Date: Wed, 16 Nov 2022 16:47:20 -0500
User-agent: Mozilla/5.0 (Macintosh; Intel Mac OS X 10.15; rv:102.0) Gecko/20100101 Thunderbird/102.4.2

On 11/14/22 6:06 AM, Koichi Murase wrote:

However, I noticed two strange behaviors of the current engine.
Before adjusting the behavior of the new engine and submitting it for
review, I would like to confirm the (expected) behavior of the current
engine in the current devel.

These two behaviors finally turned out to be both related to the
matching of bracket expression by the function `BRACKMATCH'

1. pattern [[=B=]][c] matches with c

   $ bash-devel --norc
   $ [[ Bc == [[=B=]][c] ]]; echo $?
   0      <-- OK. This is expected.
   $ [[ c == [[=B=]][c] ]]; echo $?
   0      <-- This is unexpected.

This is clearly a problem, and your fix is a good one.

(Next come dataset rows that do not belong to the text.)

//! Runtime host: configuration, the router boundary, and the HTTP server.

mod config;
mod router;
mod server;

pub use config::GatewayConfig;
pub use router::{BuildError, Router};
pub use server::GatewayServer;
//! Handler invocation: the event contract, the handler trait, and the
//! cached resolver.

pub mod event;
pub mod handler;
pub mod registry;

pub use event::{
    build_event, Identity, InvalidInvocationResult, InvocationEvent, InvocationResult,
    RequestContext,
};
pub use handler::{FnHandler, Handler, HandlerContext, HandlerError};
pub use registry::{HandlerProvider, HandlerReference, HandlerRegistry, HandlerResolver};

2. bracket expression sometimes match or unmatch the slash with

   FNM_PATHNAME is only used in two places in the Bash codebase.  1)
   One is for the glob matching for the filenames in the directory
   (lib/glob/glob.c).  However, this actually does not seem to have an
   actual effect because FNM_PATHNAME only causes differences in the
   matching when the target string contains a slash but the filenames
   do not contain any slashes.  2) The other is the filtering of the
   pathname-expansion results with GLOBIGNORE (pathexp.c).  So the only
   way to test the behavior of Bash's strmatch with FNM_PATHNAME
   (without writing a C program to directly use the function
   `strmatch') is to use GLOBIGNORE.

This is true, but the two uses above are not directly analogous to
fnmatch(). The bash implementation, due to its origin as an fnmatch()
implementation, uses the same flag names but uses FNM_PATHNAME to signal
the matching engine that it's matching filenames for pathname expansion.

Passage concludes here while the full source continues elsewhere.